Должно быть, король мерил шагами коридор за дверью покоев, потому что он появился почти мгновенно. Дамы расступились, пропуская его к двери спальни.

— Дочь, — произнесла леди Уинтермейл, протягивая к нему руку, на которой она держала младенца. — Крепенькая и здоровенькая.

Взволнованное перешептывание тут же стихло, и в комнате воцарилась тишина. Дочь. Я уткнулась взглядом в пол, опасаясь прочесть отчаяние на лице короля. Как быстро мгновение радости способно превратиться в траурную сцену.

Я заметила королеву Ленор на кровати в дальнем конце комнаты и поняла, что она плачет. Это не были слезы счастья матери, только что родившей ребенка, но рыдания тревоги и сожаления. Схватив чистую салфетку, я поспешила к ней и вытерла ее лицо, после чего нанесла ей на шею капельку лавандовых духов.

— Тсс, мадам, — прошептала я, — ваш супруг здесь.

— Дочь, — простонала она. — Все это ради дочери.

Я как могла зачесала ее волосы в стороны от лица. Урсула меняла окровавленные простыни в ногах кровати, готовя комнату к появлению в ней короля. Я окутала плечи королевы Ленор одной из ее лучших шалей, изо всех сил стремясь сделать ее приятной взгляду короля. Но как бы хорошо она ни выглядела и как бы приятно ни благоухала, ничто не могло скрыть от короля отчаяние на ее лице. После всего, что ей пришлось перенести, она не смогла произвести на свет наследника. Промелькнула мысль о принце Бауэне. Как он будет ликовать, услышав эту новость. Меня даже затошнило.

— Она готова, сир, — услышала я у себя за спиной голос Урсулы.

Обернувшись от постели, я увидела, как король подал ей мешочек с монетами. Судя по обрадованному лицу Урсулы, награда оказалась больше, чем она ожидала.

— Ты помогла родиться здоровому ребенку, — произнес он. — Я всегда буду твоим должником.

Он подошел к кровати и остановился с противоположной от меня стороны. Королева Ленор отвела взгляд, избегая смотреть ему в глаза.

— Моя дорогая.

Он протянул руку и провел пальцами по ее щеке.

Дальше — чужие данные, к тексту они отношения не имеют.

//! Composite operational score per event group.

use std::collections::BTreeMap;

use serde::{Deserialize, Serialize};

use crate::config::{LosClass, ScoreWeights};
use crate::course::{EventGroup, Segment};
use crate::density::DensityBin;
use crate::interp::EventTracks;

#[derive(Clone, Debug, Serialize, Deserialize, PartialEq)]
pub struct GroupScore {
    pub group: String,
    pub events: Vec<String>,
    pub worst_los: LosClass,
    pub worst_los_segment: Option<String>,
    pub peak_density: f64,
    pub peak_density_segment: Option<String>,
    pub peak_flow_rate: f64,
    pub peak_flow_segment: Option<String>,
    pub composite: f64,
}

/// `100 × weighted mean of the LOS rank, density and flow terms`, each term
/// normalized to `0..=1`.
pub fn composite(
    worst_los: LosClass,
    peak_density: f64,
    peak_flow_rate: f64,
    weights: &ScoreWeights,
) -> f64 {
    let total = weights.los + weights.density + weights.flow;
    if total <= 0.0 {
        return 0.0;
    }
    let los_term = worst_los.rank() as f64 / LosClass::F.rank() as f64;
    let density_term = (peak_density / weights.ref_density).min(1.0);
    let flow_term = (peak_flow_rate / weights.ref_flow_rate).min(1.0);
    100.0 * (weights.los * los_term + weights.density * density_term + weights.flow * flow_term)
        / total
}

/// Score every group over the bins of segments its events use, restricted to
/// windows inside the group's active span.
pub fn score_groups(
    groups: &[EventGroup],
    segments: &[Segment],
    bins: &[DensityBin],
    tracks: &BTreeMap<String, EventTracks>,
    weights: &ScoreWeights,
) -> Vec<GroupScore> {
    groups
        .iter()
        .map(|group| {
            let span = group
                .events
                .iter()
                .filter_map(|name| tracks.get(name)?.time_span())
                .reduce(|a, b| (a.0.min(b.0), a.1.max(b.1)));
            let in_group: Vec<&str> = segments
                .iter()
                .filter(|s| group.events.iter().any(|e| s.applies_to(e)))
                .map(|s| s.seg_id.as_str())
                .collect();

            let mut score = GroupScore {
                group: group.name.clone(),
                events: group.events.clone(),
                worst_los: LosClass::A,
                worst_los_segment: None,
                peak_density: 0.0,
                peak_density_segment: None,
                peak_flow_rate: 0.0,
                peak_flow_segment: None,
                composite: 0.0,
            };
            if let Some((start, finish)) = span {
                let relevant = bins.iter().filter(|b| {
                    in_group.contains(&b.seg_id.as_str())
                        && b.window_end_s > start
                        && b.window_start_s < finish
                });
                for bin in relevant {
                    if score.worst_los_segment.is_none() || bin.los_class > score.worst_los {
                        score.worst_los = bin.los_class;
                        score.worst_los_segment = Some(bin.seg_id.clone());
                    }
                    if bin.density_p_per_m2 > score.peak_density {
                        score.peak_density = bin.density_p_per_m2;
                        score.peak_density_segment = Some(bin.seg_id.clone());
                    }
                    if bin.flow_rate > score.peak_flow_rate {
                        score.peak_flow_rate = bin.flow_rate;
                        score.peak_flow_segment = Some(bin.seg_id.clone());
                    }
                }
            }
            score.composite = composite(
                score.worst_los,
                score.peak_density,
                score.peak_flow_rate,
                weights,
            );
            score
        })
        .collect()
}

#[cfg(test)]
mod tests {
    use super::*;
    use crate::course::fixtures::{event, runner, segment};

    fn bin(
        seg_id: &str,
        window_start_s: f64,
        density: f64,
        flow_rate: f64,
        los: LosClass,
    ) -> DensityBin {
        DensityBin {
            seg_id: seg_id.into(),
            bin_index: 0,
            window_index: 0,
            bin_start_km: 0.0,
            bin_end_km: 0.1,
            window_start_s,
            window_end_s: window_start_s + 60.0,
            window_start_clock: String::new(),
            occupant_count: 1,
            density_p_per_m2: density,
            mean_speed_mps: 3.0,
            flow_rate,
            los_class: los,
        }
    }

    #[test]
    fn composite_is_bounded_and_weighted() {
        let weights = ScoreWeights::default();
        assert_eq!(composite(LosClass::A, 0.0, 0.0, &weights), 0.0);
        assert_eq!(composite(LosClass::F, 5.0, 200.0, &weights), 100.0);
        let mid = composite(LosClass::C, 0.815, 41.0, &weights);
        assert!((mid - 100.0 * (0.4 + 0.5 + 0.5) / 3.0).abs() < 1e-9);

        let los_only = ScoreWeights {
            density: 0.0,
            flow: 0.0,
            ..ScoreWeights::default()
        };
        assert!((composite(LosClass::D, 9.0, 9.0, &los_only) - 60.0).abs() < 1e-9);
    }

    #[test]
    fn groups_only_see_their_segments_and_hours() {
        let day1 = event("Sat5K", 480.0, 5.0);
        let day2 = event("SunFull", 1440.0 + 420.0, 42.2);
        let mut tracks = BTreeMap::new();
        for (ev, id) in [(&day1, "s1"), (&day2, "f1")] {
            let (t, _) = EventTracks::build(ev, &[runner(id, &ev.name, 5.0, 0.0)]);
            tracks.insert(ev.name.clone(), t);
        }
        let segments = vec![
            segment("P1", 0.0, 1.0, 5.0, &["Sat5K"]),
            segment("M1", 0.0, 1.0, 5.0, &["SunFull"]),
        ];
        let sat_start = day1.start_s();
        let sun_start = day2.start_s();
        let bins = vec![
            bin("P1", sat_start + 60.0, 0.4, 20.0, LosClass::B),
            bin("M1", sun_start + 600.0, 1.2, 50.0, LosClass::E),
            // outside every group's hours
            bin("P1", sun_start, 3.0, 90.0, LosClass::F),
        ];
        let groups = vec![
            EventGroup {
                name: "saturday".into(),
                events: vec!["Sat5K".into()],
            },
            EventGroup {
                name: "sunday".into(),
                events: vec!["SunFull".into()],
            },
        ];
        let scores = score_groups(&groups, &segments, &bins, &tracks, &ScoreWeights::default());
        assert_eq!(scores[0].worst_los, LosClass::B);
        assert_eq!(scores[0].peak_density_segment.as_deref(), Some("P1"));
        assert_eq!(scores[1].worst_los, LosClass::E);
        assert_eq!(scores[1].peak_flow_rate, 50.0);
        assert!(scores[1].composite > scores[0].composite);
    }
}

— Прости меня за это разочарование, — прошептала она.

— Разочарование? — Он обернулся к двери, где продолжала стоять леди Уинтермейл с младенцем на руках. — Принесите мне ребенка, — приказал он.

Леди Уинтермейл осторожно положила малышку на руки короля. Он подошел с ней к кровати и ласково уложил ее рядом с королевой, после чего опустился на колени рядом с ними.

— Разве она недостойна восхищения? — спросил он.

Королева Ленор опустила глаза, не поворачивая головы. Ребенок лежал молча. Ее темные глаза и темно-красные щеки едва виднелись из-под одеяла.

— Я каждый день молилась о рождении сына, — прошептала королева Ленор.

— Если моя дочь вырастет такой же прекрасной, как и ее мать, — ответил король, — разве не станет она для меня большей радостью, чем увалень-сынок?